Je ne pourrais pas continuer sans toi - chapitre 3
Dans ce chapitre, vous allez découvrir un Rocher complètement névrosé, en proie aux crises de paranoïa, et prêt à tout pour qu'Adèle le déteste, autant qu'il se déteste lui-même. Review requested ;)
Pendant les jours qui suivirent, Adèle garda ses distances avec la DPJ et Thomas. Comme il l'avait demandé. Elle s'était confiée à Jess en rentrant du club de boxe l'autre soir, lui avait avoué qu'elle ne reviendrait probablement jamais au travail, à ce travail en tout cas, si le commandant mettait autant de volonté à la tenir loin de lui.
Etre loin d'elle, c'est pourtant tout le contraire de ce que son cœur lui dictait. Mais allez savoir pourquoi, son esprit lui disait de la fuir. Il croyait toujours dur comme fer que si elle restait trop près de lui, elle souffrirait encore et encore. Il ne voulait pas ça pour elle. Il préférait crever en la voyant reprendre une vie normale, que vivre en continuant chaque jour à la voir souffrir.

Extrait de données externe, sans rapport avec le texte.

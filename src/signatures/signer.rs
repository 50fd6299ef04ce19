//! PDF signing implementation.
//!
//! This module handles the creation of digital signatures for PDF documents.

use super::byterange::ByteRangeCalculator;
use super::types::{DigestAlgorithm, SignOptions, SigningCredentials};
use crate::error::{Error, Result};

#[cfg(feature = "signatures")]
use sha2::{Digest, Sha256, Sha384, Sha512};

#[cfg(feature = "signatures")]
use sha1::Sha1;

/// The opaque digest/signing collaborator the writer's signature patcher
/// calls once the document (minus the signature placeholder) is fully
/// written to disk. Kept separate from [`PdfSigner`] so the patcher can be
/// exercised against a stub in tests without a real certificate.
pub trait DigestSigner {
    /// Sign the bytes covered by `byte_range` (already extracted from the
    /// file at `path`) and return the DER-encoded PKCS#7 signature to embed
    /// in the `/Contents` placeholder.
    fn sign_byte_range(&self, path: &std::path::Path, byte_range: &[i64; 4]) -> Result<Vec<u8>>;

    /// Placeholder size this signer needs reserved for `/Contents`.
    fn placeholder_size(&self) -> usize;
}

#[cfg(feature = "signatures")]
impl DigestSigner for PdfSigner {
    fn sign_byte_range(&self, path: &std::path::Path, byte_range: &[i64; 4]) -> Result<Vec<u8>> {
        let pdf_data = std::fs::read(path)?;
        let signed_bytes = Self::extract_signed_bytes(&pdf_data, byte_range)?;
        self.sign(&signed_bytes)
    }

    fn placeholder_size(&self) -> usize {
        PdfSigner::placeholder_size(self)
    }
}

/// PDF signer that creates digital signatures.
pub struct PdfSigner {
    credentials: SigningCredentials,
    options: SignOptions,
    byte_range_calc: ByteRangeCalculator,
}

impl PdfSigner {
    /// Create a new PDF signer with the given credentials and options.
    pub fn new(credentials: SigningCredentials, options: SignOptions) -> Self {
        let byte_range_calc = ByteRangeCalculator::new(options.estimated_size);
        Self {
            credentials,
            options,
            byte_range_calc,
        }
    }

    /// Get the placeholder size for the signature.
    pub fn placeholder_size(&self) -> usize {
        self.byte_range_calc.placeholder_size()
    }

    /// Generate the placeholder for the /Contents value.
    pub fn generate_contents_placeholder(&self) -> String {
        self.byte_range_calc.generate_placeholder()
    }

    /// Build the signature dictionary content (without /Contents value).
    ///
    /// This returns the dictionary entries that should appear in the signature
    /// dictionary. The actual /Contents value should be set to the placeholder.
    pub fn build_signature_dictionary(&self) -> String {
        let mut dict = String::new();

        // Required fields
        dict.push_str("/Type /Sig\n");
        dict.push_str("/Filter /Adobe.PPKLite\n");
        dict.push_str(&format!("/SubFilter /{}\n", self.options.sub_filter.as_pdf_name()));

        // ByteRange placeholder - will be filled in after file is assembled
        dict.push_str("/ByteRange [0 0 0 0]\n");

        // Optional fields
        if let Some(ref name) = self.options.name {
            dict.push_str(&format!("/Name ({})\n", escape_pdf_string(name)));
        }

        if let Some(ref reason) = self.options.reason {
            dict.push_str(&format!("/Reason ({})\n", escape_pdf_string(reason)));
        }

        if let Some(ref location) = self.options.location {
            dict.push_str(&format!("/Location ({})\n", escape_pdf_string(location)));
        }

        if let Some(ref contact) = self.options.contact_info {
            dict.push_str(&format!("/ContactInfo ({})\n", escape_pdf_string(contact)));
        }

        // Signing time (M field)
        let signing_time = format_pdf_date();
        dict.push_str(&format!("/M ({})\n", signing_time));

        dict
    }

    /// Compute the digest of the signed bytes.
    #[cfg(feature = "signatures")]
    pub fn compute_digest(&self, signed_bytes: &[u8]) -> Vec<u8> {
        match self.options.digest_algorithm {
            DigestAlgorithm::Sha1 => {
                let mut hasher = Sha1::new();
                hasher.update(signed_bytes);
                hasher.finalize().to_vec()
            },
            DigestAlgorithm::Sha256 => {
                let mut hasher = Sha256::new();
                hasher.update(signed_bytes);
                hasher.finalize().to_vec()
            },
            DigestAlgorithm::Sha384 => {
                let mut hasher = Sha384::new();
                hasher.update(signed_bytes);
                hasher.finalize().to_vec()
            },
            DigestAlgorithm::Sha512 => {
                let mut hasher = Sha512::new();
                hasher.update(signed_bytes);
                hasher.finalize().to_vec()
            },
        }
    }

    /// Sign the document and return the PKCS#7 signature.
    ///
    /// This is the main signing method that:
    /// 1. Computes the digest of the signed bytes
    /// 2. Creates the PKCS#7/CMS signature structure
    /// 3. Returns the DER-encoded signature
    #[cfg(feature = "signatures")]
    pub fn sign(&self, signed_bytes: &[u8]) -> Result<Vec<u8>> {
        // Compute digest
        let digest = self.compute_digest(signed_bytes);

        // Create PKCS#7 signature
        self.create_pkcs7_signature(&digest)
    }

    /// Create a PKCS#7 detached signature.
    #[cfg(feature = "signatures")]
    fn create_pkcs7_signature(&self, _digest: &[u8]) -> Result<Vec<u8>> {
        // This would use the cms crate to create a proper PKCS#7 structure
        // For now, return a placeholder indicating the feature needs more implementation

        // TODO: Implement full PKCS#7 signature creation using:
        // - cms::signed_data::SignedDataBuilder
        // - rsa::pkcs1v15::SigningKey for RSA signatures
        // - x509_parser for certificate parsing

        Err(Error::InvalidPdf(
            "Full PKCS#7 signature creation not yet implemented. \
             This requires additional integration with the cms and rsa crates."
                .to_string(),
        ))
    }

    /// Calculate the ByteRange for a prepared PDF.
    pub fn calculate_byte_range(&self, file_size: usize, contents_offset: usize) -> [i64; 4] {
        self.byte_range_calc
            .calculate_byte_range(file_size, contents_offset)
    }

    /// Extract the bytes to be signed from the PDF.
    pub fn extract_signed_bytes(pdf_data: &[u8], byte_range: &[i64; 4]) -> Result<Vec<u8>> {
        ByteRangeCalculator::extract_signed_bytes(pdf_data, byte_range)
    }

    /// Insert the signature into the prepared PDF.
    pub fn insert_signature(
        &self,
        pdf_data: &mut [u8],
        contents_offset: usize,
        signature: &[u8],
    ) -> Result<()> {
        // Convert signature to hex
        let signature_hex = bytes_to_hex(signature);
        self.byte_range_calc
            .insert_signature(pdf_data, contents_offset, &signature_hex)
    }

    /// Get the signing options.
    pub fn options(&self) -> &SignOptions {
        &self.options
    }

    /// Get the signing credentials (certificate info only).
    pub fn credentials(&self) -> &SigningCredentials {
        &self.credentials
    }
}

/// Convert bytes to uppercase hex string.
fn bytes_to_hex(bytes: &[u8]) -> String {
    const HEX_CHARS: &[u8] = b"0123456789ABCDEF";
    let mut hex = String::with_capacity(bytes.len() * 2);
    for &byte in bytes {
        hex.push(HEX_CHARS[(byte >> 4) as usize] as char);
        hex.push(HEX_CHARS[(byte & 0x0F) as usize] as char);
    }
    hex
}

/// Escape special characters in a PDF string.
fn escape_pdf_string(s: &str) -> String {
    let mut result = String::with_capacity(s.len() + 10);
    for c in s.chars() {
        match c {
            '\\' => result.push_str("\\\\"),
            '(' => result.push_str("\\("),
            ')' => result.push_str("\\)"),
            '\n' => result.push_str("\\n"),
            '\r' => result.push_str("\\r"),
            '\t' => result.push_str("\\t"),
            _ => result.push(c),
        }
    }
    result
}

/// Format current time as a PDF date string: `D:YYYYMMDDHHmmSSZ`.
fn format_pdf_date() -> String {
    chrono::Utc::now().format("D:%Y%m%d%H%M%SZ").to_string()
}

// SignOptions is re-exported from super::types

C'était complètement contradictoire. L'autre soir, il lui avait tourné le dos alors qu'elle lui envoyait clairement des signaux détresses. "Je ne pourrais pas continuer sans toi… Toi si apparemment". Ces quelques mots résonnaient tellement fort depuis qu'elle les avait prononcés. Et elle avait tellement tort.
Il n'avait pas vécu pendant sa captivité, il avait survécu, tant bien que mal, jusqu'à ce qu'il la retrouve, à moitié morte déshydratée et rongée par une infection post-opératoire que cet enfoiré de Xavier avait délibérément ignoré. Il avait aussi survécu les jours où elle était restée inconsciente à l'hôpital, et qu'il la veillait en lui racontant qu'il ferait tout pour la protéger quand elle ouvrira les yeux.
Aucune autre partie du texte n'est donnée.